INFORMATION Start Marker

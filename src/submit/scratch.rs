//! Scratch directory holding rendered documents handed to kubectl.
//!
//! The directory is shared by every run on the machine and is never cleaned
//! up. File names are fixed per document family, so concurrent runs of the
//! same install overwrite each other's files.

use std::fs;
use std::io;
use std::path::{Path, PathBuf};

pub const SCRATCH_DIR_NAME: &str = ".coolknative";

#[derive(Debug, Clone)]
pub struct ScratchDir {
    root: PathBuf,
}

impl ScratchDir {
    pub fn new(root: impl Into<PathBuf>) -> Self {
        Self { root: root.into() }
    }

    /// `<system temp>/.coolknative`.
    pub fn system() -> Self {
        Self::new(std::env::temp_dir().join(SCRATCH_DIR_NAME))
    }

    pub fn root(&self) -> &Path {
        &self.root
    }

    /// Write `bytes` to `file_name`, creating the directory on first use and
    /// replacing any previous content.
    pub fn write(&self, file_name: &str, bytes: &[u8]) -> io::Result<PathBuf> {
        if !self.root.is_dir() {
            tracing::debug!(dir = %self.root.display(), "creating scratch directory");
            fs::create_dir_all(&self.root)?;
        }
        let path = self.root.join(file_name);
        fs::write(&path, bytes)?;
        Ok(path)
    }
}

#[cfg(test)]
mod tests {
    use super::*;
    use pretty_assertions::assert_eq;

    #[test]
    fn creates_directory_and_overwrites_fixed_names() {
        let tmp = tempfile::tempdir().unwrap();
        let scratch = ScratchDir::new(tmp.path().join(SCRATCH_DIR_NAME));

        let first = scratch.write("temp_cicd.yaml", b"kind: A\nextra: line\n").unwrap();
        let second = scratch.write("temp_cicd.yaml", b"kind: B\n").unwrap();

        assert_eq!(first, second);
        assert_eq!(fs::read_to_string(&second).unwrap(), "kind: B\n");
    }

    #[test]
    fn write_fails_when_root_is_a_file() {
        let tmp = tempfile::tempdir().unwrap();
        let blocker = tmp.path().join("blocker");
        fs::write(&blocker, b"").unwrap();

        let scratch = ScratchDir::new(&blocker);
        assert!(scratch.write("temp.yaml", b"x").is_err());
    }
}
use crate::config;
use crate::error::Result;
use crate::manifest::{DocumentFamily, EmptyRecord, KnativeServingConfigRecord};
use crate::plan::Plan;
use crate::submit::Verb;

use clap::Args;

const SERVING_RELEASE: &str = "https://github.com/knative/serving/releases/download/v0.15.0";
const KOURIER_RELEASE: &str =
    "https://github.com/knative/net-kourier/releases/download/v0.15.0/kourier.yaml";
const EVENTING_RELEASE: &str = "https://github.com/knative/eventing/releases/download/v0.18.0";
const NATSS_RELEASE: &str =
    "https://github.com/knative-sandbox/eventing-natss/releases/download/v0.18.0/eventing-natss.yaml";

const KOURIER_INGRESS_CLASS: &str = "kourier.ingress.networking.knative.dev";
const DEFAULT_NATSS_URL: &str = "nats://nats.default.svc.cluster.local:4222";
const DEFAULT_CLUSTER_ID: &str = "nats-streaming";

/// Public ip meaning "no external load balancer".
const LOCALHOST: &str = "localhost";

#[derive(Debug, Clone, Args)]
pub struct KnativeServingArgs {
    /// Custom domain template
    #[arg(short = 'd', long, default_value = "\"{{.Name}}-{{.Namespace}}.{{.Domain}}\"")]
    pub domain_template: String,

    /// Custom domain name
    #[arg(short = 'n', long, default_value = "example.com")]
    pub domain: String,

    /// Public ip for dns for domain
    #[arg(short = 'i', long, default_value = LOCALHOST)]
    pub public_ip: String,

    /// Enable scale to zero
    #[arg(short = 'z', long, default_value = "true")]
    pub enable_scale_to_zero: String,
}

pub fn serving_plan(args: &KnativeServingArgs) -> Result<Plan> {
    let public_ip = config::strip_quotes(&args.public_ip);
    let record = KnativeServingConfigRecord {
        domain_template: config::ensure_quoted(&args.domain_template),
        domain: args.domain.clone(),
        enable_scale_to_zero: config::strip_quotes(&args.enable_scale_to_zero).to_string(),
    };

    let mut plan = Plan::new("knative-serving");
    for file in ["serving-crds.yaml", "serving-core.yaml", "serving-hpa.yaml"] {
        plan.apply_url(
            file.trim_end_matches(".yaml"),
            &format!("{SERVING_RELEASE}/{file}"),
        );
    }
    plan.apply_url("kourier", KOURIER_RELEASE);

    let ingress = serde_json::json!({ "data": { "ingress.class": KOURIER_INGRESS_CLASS } });
    plan.kubectl(
        "ingress-class",
        [
            "-n",
            "knative-serving",
            "patch",
            "cm",
            "config-network",
            "--type",
            "merge",
            "--patch",
            ingress.to_string().as_str(),
        ],
    );

    if public_ip != LOCALHOST {
        tracing::info!(public_ip, "exposing kourier with tls");
        for env in ["CERTS_SECRET_NAMESPACE=kourier-system", "CERTS_SECRET_NAME=tls"] {
            plan.kubectl(
                format!("kourier-env {env}"),
                [
                    "-n",
                    "kourier-system",
                    "set",
                    "env",
                    "deployment/3scale-kourier-control",
                    env,
                ],
            );
        }

        let lb = serde_json::json!({ "spec": { "loadBalancerIP": public_ip } });
        plan.kubectl(
            "kourier-load-balancer",
            [
                "-n",
                "kourier-system",
                "patch",
                "svc",
                "kourier",
                "--patch",
                lb.to_string().as_str(),
            ],
        );
    }

    plan.render(
        "config-maps",
        DocumentFamily::KnativeServingConfig,
        &record,
        Verb::Apply,
    )?;
    Ok(plan)
}

pub fn eventing_plan() -> Result<Plan> {
    let mut plan = Plan::new("knative-eventing");
    for file in [
        "eventing-crds.yaml",
        "eventing-core.yaml",
        "mt-channel-broker.yaml",
        "eventing-sugar-controller.yaml",
    ] {
        plan.apply_url(
            file.trim_end_matches(".yaml"),
            &format!("{EVENTING_RELEASE}/{file}"),
        );
    }
    plan.apply_url("eventing-natss", NATSS_RELEASE);

    let natss_url = format!("DEFAULT_NATSS_URL={DEFAULT_NATSS_URL}");
    let cluster_id = format!("DEFAULT_CLUSTER_ID={DEFAULT_CLUSTER_ID}");
    for env in [&natss_url, &cluster_id] {
        for deployment in ["natss-ch-controller", "natss-ch-dispatcher"] {
            let target = format!("deployment/{deployment}");
            plan.kubectl(
                format!("{deployment} {env}"),
                ["-n", "knative-eventing", "set", "env", target.as_str(), env.as_str()],
            );
        }
    }

    plan.render(
        "default-channel",
        DocumentFamily::KnativeEventingNatssChannel,
        &EmptyRecord::default(),
        Verb::Apply,
    )?;
    Ok(plan)
}
use crate::error::Result;
use crate::manifest::{DocumentFamily, NatsStreamingInstanceRecord};
use crate::plan::Plan;
use crate::submit::Verb;

const OPERATOR_RELEASE: &str = "https://github.com/nats-io/nats-operator/releases/download/v0.7.2";
const STREAMING_OPERATOR_RELEASE: &str =
    "https://github.com/nats-io/nats-streaming-operator/releases/download/v0.3.0";

/// Replicas for both the NATS and the streaming cluster.
const CLUSTER_SIZE: u32 = 3;

pub fn operator_plan() -> Plan {
    let mut plan = Plan::new("nats-operator");
    plan.apply_url("prereqs", &format!("{OPERATOR_RELEASE}/00-prereqs.yaml"));
    plan.apply_url("deployment", &format!("{OPERATOR_RELEASE}/10-deployment.yaml"));
    plan
}

/// The streaming operator is namespaced; it lands in `default`.
pub fn streaming_operator_plan() -> Plan {
    let mut plan = Plan::new("nats-streaming-operator");
    for (step, file) in [("rbac", "default-rbac.yaml"), ("deployment", "deployment.yaml")] {
        let url = format!("{STREAMING_OPERATOR_RELEASE}/{file}");
        plan.kubectl(step, ["apply", "-n", "default", "-f", url.as_str()]);
    }
    plan
}

pub fn streaming_instance_plan() -> Result<Plan> {
    let mut plan = Plan::new("nats-streaming-instance");
    let record = NatsStreamingInstanceRecord {
        size: CLUSTER_SIZE.to_string(),
    };
    plan.render(
        "nats-streaming",
        DocumentFamily::NatsStreamingInstance,
        &record,
        Verb::Apply,
    )?;
    Ok(plan)
}
use crate::error::RenderError;
use crate::render::{self, RenderedDocument, Template};

use serde::Serialize;

#[derive(Debug, Clone, Copy, PartialEq, Eq, Hash, PartialOrd, Ord)]
pub enum DocumentFamily {
    ApplicationNamespace,
    CicdServiceAccount,
    CicdClusterRoleBinding,
    Cicd,
    SshGit,
    Tls,
    DeployPipelineHeader,
    FullInstallPipelineHeader,
    PipelineApplicationNode,
    PipelineFanIn,
    MinioInstance,
    NatsStreamingInstance,
    KnativeServingConfig,
    KnativeEventingNatssChannel,
    Fluentd,
}

impl DocumentFamily {
    #[cfg(test)]
    pub const ALL: [DocumentFamily; 15] = [
        DocumentFamily::ApplicationNamespace,
        DocumentFamily::CicdServiceAccount,
        DocumentFamily::CicdClusterRoleBinding,
        DocumentFamily::Cicd,
        DocumentFamily::SshGit,
        DocumentFamily::Tls,
        DocumentFamily::DeployPipelineHeader,
        DocumentFamily::FullInstallPipelineHeader,
        DocumentFamily::PipelineApplicationNode,
        DocumentFamily::PipelineFanIn,
        DocumentFamily::MinioInstance,
        DocumentFamily::NatsStreamingInstance,
        DocumentFamily::KnativeServingConfig,
        DocumentFamily::KnativeEventingNatssChannel,
        DocumentFamily::Fluentd,
    ];

    pub fn name(self) -> &'static str {
        match self {
            DocumentFamily::ApplicationNamespace => "namespace",
            DocumentFamily::CicdServiceAccount => "cicd-service-account",
            DocumentFamily::CicdClusterRoleBinding => "cicd-cluster-role-binding",
            DocumentFamily::Cicd => "cicd",
            DocumentFamily::SshGit => "ssh-git",
            DocumentFamily::Tls => "tls",
            DocumentFamily::DeployPipelineHeader => "pipeline-deploy-header",
            DocumentFamily::FullInstallPipelineHeader => "pipeline-full-install-header",
            DocumentFamily::PipelineApplicationNode => "pipeline-application-node",
            DocumentFamily::PipelineFanIn => "pipeline-fan-in",
            DocumentFamily::MinioInstance => "minio-instance",
            DocumentFamily::NatsStreamingInstance => "nats-streaming-instance",
            DocumentFamily::KnativeServingConfig => "knative-serving-config",
            DocumentFamily::KnativeEventingNatssChannel => "knative-eventing-natss-channel",
            DocumentFamily::Fluentd => "fluentd",
        }
    }

    pub fn template(self) -> &'static str {
        match self {
            DocumentFamily::ApplicationNamespace => include_str!("../../templates/namespace.yaml"),
            DocumentFamily::CicdServiceAccount => {
                include_str!("../../templates/cicd-service-account.yaml")
            }
            DocumentFamily::CicdClusterRoleBinding => {
                include_str!("../../templates/cicd-cluster-role-binding.yaml")
            }
            DocumentFamily::Cicd => include_str!("../../templates/cicd.yaml"),
            DocumentFamily::SshGit => include_str!("../../templates/ssh-git.yaml"),
            DocumentFamily::Tls => include_str!("../../templates/tls.yaml"),
            DocumentFamily::DeployPipelineHeader => {
                include_str!("../../templates/pipeline-deploy-header.yaml")
            }
            DocumentFamily::FullInstallPipelineHeader => {
                include_str!("../../templates/pipeline-full-install-header.yaml")
            }
            DocumentFamily::PipelineApplicationNode => {
                include_str!("../../templates/pipeline-application-node.yaml")
            }
            DocumentFamily::PipelineFanIn => include_str!("../../templates/pipeline-fan-in.yaml"),
            DocumentFamily::MinioInstance => include_str!("../../templates/minio-instance.yaml"),
            DocumentFamily::NatsStreamingInstance => {
                include_str!("../../templates/nats-streaming-instance.yaml")
            }
            DocumentFamily::KnativeServingConfig => {
                include_str!("../../templates/knative-serving-config.yaml")
            }
            DocumentFamily::KnativeEventingNatssChannel => {
                include_str!("../../templates/knative-eventing-natss-channel.yaml")
            }
            DocumentFamily::Fluentd => include_str!("../../templates/fluentd.yaml"),
        }
    }

    /// Fixed file name under the scratch directory. Files are overwritten on
    /// every run; both pipeline graphs share one file.
    pub fn scratch_file(self) -> &'static str {
        match self {
            DocumentFamily::ApplicationNamespace => "temp_namespace.yaml",
            DocumentFamily::CicdServiceAccount => "temp_cicd_sa.yaml",
            DocumentFamily::CicdClusterRoleBinding => "temp_cicd_cluster_role_binding.yaml",
            DocumentFamily::Cicd => "temp_cicd.yaml",
            DocumentFamily::SshGit => "temp_git_ssh.yaml",
            DocumentFamily::Tls => "temp_tls.yaml",
            DocumentFamily::DeployPipelineHeader
            | DocumentFamily::FullInstallPipelineHeader
            | DocumentFamily::PipelineApplicationNode
            | DocumentFamily::PipelineFanIn => "temp_applications_skaffold.yaml",
            DocumentFamily::MinioInstance => "temp_minio_instance.yaml",
            DocumentFamily::NatsStreamingInstance => "temp_nats_streaming.yaml",
            DocumentFamily::KnativeServingConfig => "temp_knative_serving_cm.yaml",
            DocumentFamily::KnativeEventingNatssChannel => {
                "temp_knative_eventing_natss_channel.yaml"
            }
            DocumentFamily::Fluentd => "temp_fluentd.yaml",
        }
    }

    pub fn parse_template(self) -> Result<Template<'static>, RenderError> {
        Template::parse(self.name(), self.template())
    }

    pub fn render<R: Serialize + ?Sized>(self, record: &R) -> Result<RenderedDocument, RenderError> {
        render::render(record, self.name(), self.template())
    }
}

#[cfg(test)]
mod tests {
    use super::*;

    #[test]
    fn every_embedded_template_parses() {
        for family in DocumentFamily::ALL {
            let parsed = family.parse_template();
            assert!(parsed.is_ok(), "{}: {:?}", family.name(), parsed.err());
        }
    }

    #[test]
    fn only_pipeline_families_share_a_scratch_file() {
        let mut seen = std::collections::BTreeMap::new();
        for family in DocumentFamily::ALL {
            if let Some(prev) = seen.insert(family.scratch_file(), family) {
                assert_eq!(
                    prev.scratch_file(),
                    "temp_applications_skaffold.yaml",
                    "{:?} and {:?} collide",
                    prev,
                    family
                );
            }
        }
    }

    #[test]
    fn pipeline_fragments_bind_run_after() {
        for family in [DocumentFamily::PipelineApplicationNode, DocumentFamily::PipelineFanIn] {
            let template = family.parse_template().unwrap();
            assert!(template.fields().any(|f| f == "RunAfter"), "{}", family.name());
        }
    }
}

INFORMATION End Marker

Look over the data above and show each line that contains "kind".

        let first = scratch.write("temp_cicd.yaml", b"kind: A\nextra: line\n").unwrap();
        let second = scratch.write("temp_cicd.yaml", b"kind: B\n").unwrap();
        assert_eq!(fs::read_to_string(&second).unwrap(), "kind: B\n");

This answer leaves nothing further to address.